At this point, my stomach finally woke up (now that it had finally gotten something to process, I guess) and pointed out that this was hardly enough to call a meal. Besides, the bagels, thin as they are, only amount to a hundred calories each, and several of them had to be pitched to the birds, owing to improper (and too-lengthy) storage; might as well take care of another one, wouldn’t you say?

But it still didn’t seem to be quite enough, even after going through half the container of pineapple. Now my sweet tooth was getting involved, in coordination with my taste buds, and they clamored for a dessert, of sorts. At this point, I was all but looking around to see if my superego was going to say anything about such a request, but, having gotten what it wanted, it seemed to have wandered off.

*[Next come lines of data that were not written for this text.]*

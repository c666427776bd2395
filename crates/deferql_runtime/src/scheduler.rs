//! Round scheduling for deferred execution.
//!
//! After the initial walk, the scheduler re-evaluates the operation until
//! nothing is deferred any more or a budget trips:
//!
//! ```text
//! Idle -> Streaming -> Round(1) -> ... -> Round(n) -> [Draining] -> Done
//! ```
//!
//! Each round is one full [`ExecutionEngine::evaluate`] call; the budgets
//! are only checked between rounds, so a slow round can overrun the
//! deadline by up to its own duration. When a budget trips, deferral is
//! disabled for the rest of the request and one draining round resolves
//! everything that is left.

use crate::config::DeferConfig;
use crate::error::DeferError;
use crate::executor::ExecutionEngine;
use crate::response::Response;
use crate::session::DeferSession;
use crate::streaming::{RoundChunk, StreamEmitter};
use std::sync::Arc;
use std::time::{Duration, Instant};
use tracing::{debug, info, instrument, warn};

/// Where the scheduler is in a request's lifecycle.
#[derive(Debug, Clone, Copy, PartialEq, Eq, Default)]
pub enum SchedulerPhase {
    #[default]
    Idle,
    /// Round 0 is being delivered.
    Streaming,
    /// A scheduled round is running.
    Round(usize),
    /// The forced final round is running.
    Draining,
    Done,
}

/// Why the round loop ended.
#[derive(Debug, Clone, Copy, PartialEq, Eq)]
pub enum StopReason {
    /// Nothing is deferred any more.
    Completed,
    /// The time budget ran out.
    Deadline,
    /// The nesting budget ran out.
    MaxRounds,
    /// A round resolved nothing although entries remain.
    Stalled,
}

/// Summary of one streamed request.
#[derive(Debug, Clone, PartialEq, Eq)]
pub struct RoundReport {
    /// Scheduled rounds after the initial response, excluding the drain.
    pub scheduled_rounds: usize,
    /// Whether a draining round ran.
    pub drained: bool,
    /// Deferred paths resolved over all rounds.
    pub resolved_paths: usize,
    pub stop: StopReason,
    pub elapsed: Duration,
}

/// Drives the rounds of one request.
#[derive(Debug, Default)]
pub struct RoundScheduler {
    phase: SchedulerPhase,
}

impl RoundScheduler {
    pub fn new() -> Self {
        Self::default()
    }

    pub fn phase(&self) -> SchedulerPhase {
        self.phase
    }

    /// Emits `initial` as round 0, then runs rounds until done.
    ///
    /// Every chunk before the last has `is_final == false`. An emitter
    /// failure stops the request and is returned as [`DeferError::Emit`].
    #[instrument(name = "defer_stream", skip_all, fields(pending = session.pending_count()))]
    pub async fn run<E, S>(
        &mut self,
        engine: &E,
        session: &Arc<DeferSession>,
        initial: Response,
        emitter: &mut S,
    ) -> Result<RoundReport, DeferError>
    where
        E: ExecutionEngine + ?Sized,
        S: StreamEmitter + ?Sized,
    {
        let start = Instant::now();
        self.phase = SchedulerPhase::Streaming;
        session.begin_streaming(initial.clone());
        session.take_resolved();

        let pending = session.pending_count();
        info!(pending, "streaming deferred response");
        emitter
            .emit(RoundChunk {
                round: 0,
                result: initial,
                resolved: Vec::new(),
                is_final: pending == 0,
            })
            .await?;

        let mut round = 0;
        let mut resolved_paths = 0;
        let mut nested = 1;

        let stop = loop {
            if !session.has_pending() {
                break StopReason::Completed;
            }
            let state = session.state();
            if state.deadline_passed(Instant::now()) {
                break StopReason::Deadline;
            }
            if state.rounds_exhausted(nested) {
                break StopReason::MaxRounds;
            }
            nested += 1;
            round += 1;
            self.phase = SchedulerPhase::Round(round);

            session.replace_result(engine.evaluate(session).await);
            let result = session.result();
            let resolved = session.take_resolved();
            let remaining = session.pending_count();
            debug!(round, resolved = resolved.len(), pending = remaining, "round complete");
            resolved_paths += resolved.len();

            let stalled = resolved.is_empty() && remaining > 0;
            emitter
                .emit(RoundChunk {
                    round,
                    result,
                    resolved,
                    is_final: remaining == 0,
                })
                .await?;
            if stalled {
                break StopReason::Stalled;
            }
        };
        let scheduled_rounds = round;

        let drained = stop != StopReason::Completed;
        if drained {
            warn!(?stop, pending = session.pending_count(), "draining deferred fields");
            self.phase = SchedulerPhase::Draining;
            session.disallow_further_deferral();
            round += 1;

            session.replace_result(engine.evaluate(session).await);
            let leftover = session.take_pending();
            if !leftover.is_empty() {
                warn!(count = leftover.len(), "resolving deferred fields the walk did not reach");
            }
            for (path, resolver) in leftover {
                let outcome = resolver().await;
                session.materialize(&path, outcome);
            }
            let result = session.result();
            let resolved = session.take_resolved();
            resolved_paths += resolved.len();
            emitter
                .emit(RoundChunk {
                    round,
                    result,
                    resolved,
                    is_final: true,
                })
                .await?;
        }

        self.phase = SchedulerPhase::Done;
        let report = RoundReport {
            scheduled_rounds,
            drained,
            resolved_paths,
            stop,
            elapsed: start.elapsed(),
        };
        info!(
            rounds = report.scheduled_rounds,
            drained = report.drained,
            resolved = report.resolved_paths,
            elapsed_ms = report.elapsed.as_millis() as u64,
            "deferred response complete"
        );
        Ok(report)
    }
}

/// Result of starting an execution.
#[derive(Debug)]
pub enum ExecutionOutcome<E> {
    /// Nothing was deferred; a single response.
    Complete(Response),
    /// The initial response left fields pending.
    Streaming(DeferredStream<E>),
}

/// An operation executed with deferral enabled.
#[derive(Debug)]
pub struct DeferredExecution<E> {
    engine: E,
    config: DeferConfig,
}

impl<E: ExecutionEngine> DeferredExecution<E> {
    pub fn new(engine: E, config: DeferConfig) -> Self {
        Self { engine, config }
    }

    /// Validates the operation and runs the initial walk.
    ///
    /// Returns [`ExecutionOutcome::Complete`] for validation failures and
    /// for operations that deferred nothing; no stream is started then.
    pub async fn start(self) -> ExecutionOutcome<E> {
        if let Err(errors) = self.engine.validate() {
            debug!(errors = errors.len(), "operation rejected before execution");
            return ExecutionOutcome::Complete(Response::rejected(errors));
        }

        let session = Arc::new(DeferSession::new(self.config));
        let initial = self.engine.evaluate(&session).await;
        if !session.has_pending() {
            debug!("nothing deferred, responding synchronously");
            return ExecutionOutcome::Complete(initial);
        }

        ExecutionOutcome::Streaming(DeferredStream {
            engine: self.engine,
            session,
            initial,
        })
    }
}

/// The pending part of a deferred execution.
#[derive(Debug)]
pub struct DeferredStream<E> {
    engine: E,
    session: Arc<DeferSession>,
    initial: Response,
}

impl<E: ExecutionEngine> DeferredStream<E> {
    /// The initial, partial response.
    pub fn initial(&self) -> &Response {
        &self.initial
    }

    pub fn session(&self) -> &Arc<DeferSession> {
        &self.session
    }

    /// Runs every round, emitting each into `emitter`.
    pub async fn run<S>(self, emitter: &mut S) -> Result<RoundReport, DeferError>
    where
        S: StreamEmitter + ?Sized,
    {
        RoundScheduler::new()
            .run(&self.engine, &self.session, self.initial, emitter)
            .await
    }
}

Such was my morning, honey – my reward for basically not having eaten for some forty hours. Maybe it’s a case of three steps forward, two steps back, but that still puts me a step ahead from where I was. Besides, it’s no worse behavior than back in the day, when I wasn’t even trying to be healthy; without the occasional (even regular) splurges, the sacrifices don’t feel as if they’re worth it. Hopefully, this doesn’t set me too far back.
In any event, honey, keep an eye on me, and wish me luck. I’m still going to need it.